● The records
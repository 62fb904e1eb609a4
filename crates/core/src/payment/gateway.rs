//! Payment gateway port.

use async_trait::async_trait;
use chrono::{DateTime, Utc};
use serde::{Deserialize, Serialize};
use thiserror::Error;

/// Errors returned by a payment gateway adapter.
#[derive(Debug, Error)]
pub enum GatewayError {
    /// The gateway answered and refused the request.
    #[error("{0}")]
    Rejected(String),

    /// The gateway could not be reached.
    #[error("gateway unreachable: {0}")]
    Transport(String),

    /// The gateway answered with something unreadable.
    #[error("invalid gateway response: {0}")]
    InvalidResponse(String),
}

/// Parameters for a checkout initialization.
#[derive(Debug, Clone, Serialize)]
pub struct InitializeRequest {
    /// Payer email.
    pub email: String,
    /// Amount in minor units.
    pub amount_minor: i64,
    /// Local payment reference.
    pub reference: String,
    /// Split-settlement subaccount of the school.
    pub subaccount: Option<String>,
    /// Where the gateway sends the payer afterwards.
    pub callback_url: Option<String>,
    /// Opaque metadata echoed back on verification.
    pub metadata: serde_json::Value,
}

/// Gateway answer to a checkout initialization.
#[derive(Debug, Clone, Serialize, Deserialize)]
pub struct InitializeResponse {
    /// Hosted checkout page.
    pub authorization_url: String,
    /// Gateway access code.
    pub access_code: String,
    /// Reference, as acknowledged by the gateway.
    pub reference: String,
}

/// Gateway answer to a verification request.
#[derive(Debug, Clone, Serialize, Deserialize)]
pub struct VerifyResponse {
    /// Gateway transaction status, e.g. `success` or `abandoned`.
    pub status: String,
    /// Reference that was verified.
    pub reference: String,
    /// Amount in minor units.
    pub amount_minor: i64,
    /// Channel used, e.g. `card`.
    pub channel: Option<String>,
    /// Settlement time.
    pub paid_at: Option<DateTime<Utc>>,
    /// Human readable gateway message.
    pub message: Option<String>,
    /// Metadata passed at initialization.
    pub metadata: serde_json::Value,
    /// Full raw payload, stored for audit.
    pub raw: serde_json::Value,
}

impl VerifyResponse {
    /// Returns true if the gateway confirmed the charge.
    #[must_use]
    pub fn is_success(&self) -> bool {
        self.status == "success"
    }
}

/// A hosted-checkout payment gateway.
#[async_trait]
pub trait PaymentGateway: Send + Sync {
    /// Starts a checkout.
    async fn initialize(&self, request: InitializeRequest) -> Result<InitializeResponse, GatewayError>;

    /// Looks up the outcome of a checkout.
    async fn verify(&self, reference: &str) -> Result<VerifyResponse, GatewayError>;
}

--

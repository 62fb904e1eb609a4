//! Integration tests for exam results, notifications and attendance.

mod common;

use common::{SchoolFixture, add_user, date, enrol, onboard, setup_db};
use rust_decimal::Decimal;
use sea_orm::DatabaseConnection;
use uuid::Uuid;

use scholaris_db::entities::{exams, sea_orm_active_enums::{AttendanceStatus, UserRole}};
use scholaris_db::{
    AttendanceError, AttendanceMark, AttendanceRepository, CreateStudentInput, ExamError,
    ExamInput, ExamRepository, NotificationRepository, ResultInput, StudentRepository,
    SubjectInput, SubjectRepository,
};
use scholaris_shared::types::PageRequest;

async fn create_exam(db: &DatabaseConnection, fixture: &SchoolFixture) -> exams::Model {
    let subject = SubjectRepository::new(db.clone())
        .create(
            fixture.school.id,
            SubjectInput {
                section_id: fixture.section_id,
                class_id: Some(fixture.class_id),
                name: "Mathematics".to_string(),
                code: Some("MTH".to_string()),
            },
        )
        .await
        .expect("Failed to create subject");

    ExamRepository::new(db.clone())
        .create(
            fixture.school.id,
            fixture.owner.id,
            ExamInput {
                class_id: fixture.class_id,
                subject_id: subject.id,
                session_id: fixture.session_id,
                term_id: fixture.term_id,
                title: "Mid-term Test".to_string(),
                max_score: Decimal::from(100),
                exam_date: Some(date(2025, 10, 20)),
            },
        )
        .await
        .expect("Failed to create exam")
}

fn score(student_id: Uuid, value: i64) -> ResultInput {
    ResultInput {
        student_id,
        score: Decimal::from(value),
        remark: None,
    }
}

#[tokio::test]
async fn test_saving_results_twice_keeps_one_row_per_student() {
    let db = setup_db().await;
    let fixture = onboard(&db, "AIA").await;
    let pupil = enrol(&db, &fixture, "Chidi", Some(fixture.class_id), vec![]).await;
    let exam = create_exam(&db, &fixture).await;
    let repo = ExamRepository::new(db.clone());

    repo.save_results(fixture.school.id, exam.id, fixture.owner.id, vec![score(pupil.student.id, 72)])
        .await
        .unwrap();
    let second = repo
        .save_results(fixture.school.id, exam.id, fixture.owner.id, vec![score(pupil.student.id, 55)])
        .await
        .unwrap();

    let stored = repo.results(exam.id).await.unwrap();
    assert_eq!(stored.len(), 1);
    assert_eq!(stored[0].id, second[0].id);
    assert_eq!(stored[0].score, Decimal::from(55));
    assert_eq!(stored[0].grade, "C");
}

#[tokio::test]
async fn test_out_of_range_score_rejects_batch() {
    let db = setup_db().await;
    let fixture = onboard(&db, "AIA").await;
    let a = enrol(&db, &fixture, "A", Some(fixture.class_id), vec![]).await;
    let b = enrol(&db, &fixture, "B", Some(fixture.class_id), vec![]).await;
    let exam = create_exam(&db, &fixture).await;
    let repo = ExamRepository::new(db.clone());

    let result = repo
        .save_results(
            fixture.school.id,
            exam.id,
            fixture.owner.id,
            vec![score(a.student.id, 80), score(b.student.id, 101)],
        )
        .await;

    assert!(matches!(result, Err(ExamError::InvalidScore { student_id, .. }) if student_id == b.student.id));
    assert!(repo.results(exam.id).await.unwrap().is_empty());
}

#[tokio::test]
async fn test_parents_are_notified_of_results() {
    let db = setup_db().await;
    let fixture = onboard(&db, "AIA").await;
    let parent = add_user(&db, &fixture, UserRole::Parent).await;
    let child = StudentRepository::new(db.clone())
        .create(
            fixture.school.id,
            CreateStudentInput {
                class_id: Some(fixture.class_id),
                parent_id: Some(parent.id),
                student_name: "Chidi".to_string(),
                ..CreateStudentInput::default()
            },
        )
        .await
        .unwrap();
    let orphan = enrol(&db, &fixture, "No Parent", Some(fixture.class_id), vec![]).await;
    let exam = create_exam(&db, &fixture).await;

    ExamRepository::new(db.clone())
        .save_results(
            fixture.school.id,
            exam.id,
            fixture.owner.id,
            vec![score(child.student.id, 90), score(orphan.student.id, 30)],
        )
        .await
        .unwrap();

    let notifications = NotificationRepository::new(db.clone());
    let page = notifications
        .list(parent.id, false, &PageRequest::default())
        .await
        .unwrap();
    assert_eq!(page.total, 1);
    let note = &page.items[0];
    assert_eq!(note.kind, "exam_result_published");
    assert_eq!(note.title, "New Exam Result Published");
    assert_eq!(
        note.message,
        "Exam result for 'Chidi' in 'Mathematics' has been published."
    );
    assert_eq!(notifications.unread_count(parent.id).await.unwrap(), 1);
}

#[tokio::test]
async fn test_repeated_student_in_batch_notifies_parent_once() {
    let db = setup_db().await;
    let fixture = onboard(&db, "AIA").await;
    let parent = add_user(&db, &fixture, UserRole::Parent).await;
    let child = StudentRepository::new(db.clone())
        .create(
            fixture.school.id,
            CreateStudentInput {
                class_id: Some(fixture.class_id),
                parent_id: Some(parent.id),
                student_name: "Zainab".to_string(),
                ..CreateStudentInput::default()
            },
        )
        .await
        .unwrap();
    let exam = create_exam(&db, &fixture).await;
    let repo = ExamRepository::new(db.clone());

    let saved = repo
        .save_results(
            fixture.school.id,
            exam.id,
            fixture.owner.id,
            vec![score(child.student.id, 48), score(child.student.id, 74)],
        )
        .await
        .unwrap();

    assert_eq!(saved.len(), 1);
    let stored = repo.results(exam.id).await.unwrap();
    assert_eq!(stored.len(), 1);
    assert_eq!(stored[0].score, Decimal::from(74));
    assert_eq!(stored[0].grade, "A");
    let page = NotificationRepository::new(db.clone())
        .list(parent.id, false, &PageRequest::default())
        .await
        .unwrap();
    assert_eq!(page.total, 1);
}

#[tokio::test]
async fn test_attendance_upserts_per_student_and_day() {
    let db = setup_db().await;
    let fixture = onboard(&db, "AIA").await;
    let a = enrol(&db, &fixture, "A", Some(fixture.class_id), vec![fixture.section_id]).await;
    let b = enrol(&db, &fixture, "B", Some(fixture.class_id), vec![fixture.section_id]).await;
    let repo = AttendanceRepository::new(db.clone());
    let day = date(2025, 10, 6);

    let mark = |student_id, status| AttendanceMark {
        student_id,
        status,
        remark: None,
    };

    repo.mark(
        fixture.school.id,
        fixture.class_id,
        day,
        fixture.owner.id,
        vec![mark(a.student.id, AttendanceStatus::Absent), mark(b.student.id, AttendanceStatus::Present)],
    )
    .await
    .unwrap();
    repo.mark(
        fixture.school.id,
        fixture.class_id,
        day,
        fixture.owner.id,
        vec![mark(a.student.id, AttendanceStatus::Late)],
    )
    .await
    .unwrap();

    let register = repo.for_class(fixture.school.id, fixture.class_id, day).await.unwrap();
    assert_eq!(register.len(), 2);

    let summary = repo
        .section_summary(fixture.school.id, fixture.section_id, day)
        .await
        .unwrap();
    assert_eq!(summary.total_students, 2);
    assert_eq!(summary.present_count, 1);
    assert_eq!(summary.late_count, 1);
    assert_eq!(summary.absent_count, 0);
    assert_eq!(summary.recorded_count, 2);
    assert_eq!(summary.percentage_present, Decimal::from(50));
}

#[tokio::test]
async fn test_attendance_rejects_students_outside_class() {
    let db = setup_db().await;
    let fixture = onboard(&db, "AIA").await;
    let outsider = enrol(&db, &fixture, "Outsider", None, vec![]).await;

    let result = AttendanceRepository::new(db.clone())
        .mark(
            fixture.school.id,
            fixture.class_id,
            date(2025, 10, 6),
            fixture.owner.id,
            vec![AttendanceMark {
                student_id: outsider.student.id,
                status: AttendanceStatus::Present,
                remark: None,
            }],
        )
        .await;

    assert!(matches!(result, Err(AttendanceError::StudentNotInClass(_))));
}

--

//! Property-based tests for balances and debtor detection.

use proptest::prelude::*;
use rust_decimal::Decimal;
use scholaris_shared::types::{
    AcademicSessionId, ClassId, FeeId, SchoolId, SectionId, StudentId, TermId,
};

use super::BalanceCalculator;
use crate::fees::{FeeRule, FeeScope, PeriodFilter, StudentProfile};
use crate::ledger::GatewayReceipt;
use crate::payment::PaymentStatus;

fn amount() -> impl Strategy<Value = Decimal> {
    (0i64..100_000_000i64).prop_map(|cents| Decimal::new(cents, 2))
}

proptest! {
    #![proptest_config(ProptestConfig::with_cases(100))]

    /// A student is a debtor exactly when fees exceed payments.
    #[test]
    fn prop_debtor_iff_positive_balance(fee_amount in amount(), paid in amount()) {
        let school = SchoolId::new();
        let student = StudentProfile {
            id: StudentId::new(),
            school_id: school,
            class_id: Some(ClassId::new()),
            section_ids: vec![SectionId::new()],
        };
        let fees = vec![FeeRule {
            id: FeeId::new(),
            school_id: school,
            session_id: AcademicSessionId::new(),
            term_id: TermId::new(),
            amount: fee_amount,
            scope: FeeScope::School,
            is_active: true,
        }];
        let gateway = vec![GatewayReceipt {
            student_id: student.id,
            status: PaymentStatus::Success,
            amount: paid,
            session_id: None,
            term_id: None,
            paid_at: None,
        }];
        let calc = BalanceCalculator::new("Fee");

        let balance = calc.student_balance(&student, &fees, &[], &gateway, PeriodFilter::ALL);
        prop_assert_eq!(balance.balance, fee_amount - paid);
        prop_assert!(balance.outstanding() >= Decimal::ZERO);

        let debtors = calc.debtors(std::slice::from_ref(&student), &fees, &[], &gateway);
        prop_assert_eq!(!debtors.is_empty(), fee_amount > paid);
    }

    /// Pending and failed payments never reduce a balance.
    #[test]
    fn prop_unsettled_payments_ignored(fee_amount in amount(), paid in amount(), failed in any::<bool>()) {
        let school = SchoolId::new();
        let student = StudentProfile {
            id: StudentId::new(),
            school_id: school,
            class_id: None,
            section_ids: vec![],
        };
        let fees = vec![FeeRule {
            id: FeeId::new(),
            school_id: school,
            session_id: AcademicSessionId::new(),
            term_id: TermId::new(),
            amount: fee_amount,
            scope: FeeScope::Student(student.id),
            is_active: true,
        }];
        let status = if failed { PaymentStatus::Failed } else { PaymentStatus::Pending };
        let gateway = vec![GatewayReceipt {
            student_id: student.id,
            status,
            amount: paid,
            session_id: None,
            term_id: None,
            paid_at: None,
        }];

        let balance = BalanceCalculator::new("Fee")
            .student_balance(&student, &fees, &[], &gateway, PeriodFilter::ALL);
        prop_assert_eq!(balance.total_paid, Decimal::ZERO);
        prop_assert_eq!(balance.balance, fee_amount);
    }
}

● Exercise requirements
How many of the lines above hold the word "PeriodFilter"? Give only that number.

● Answer
3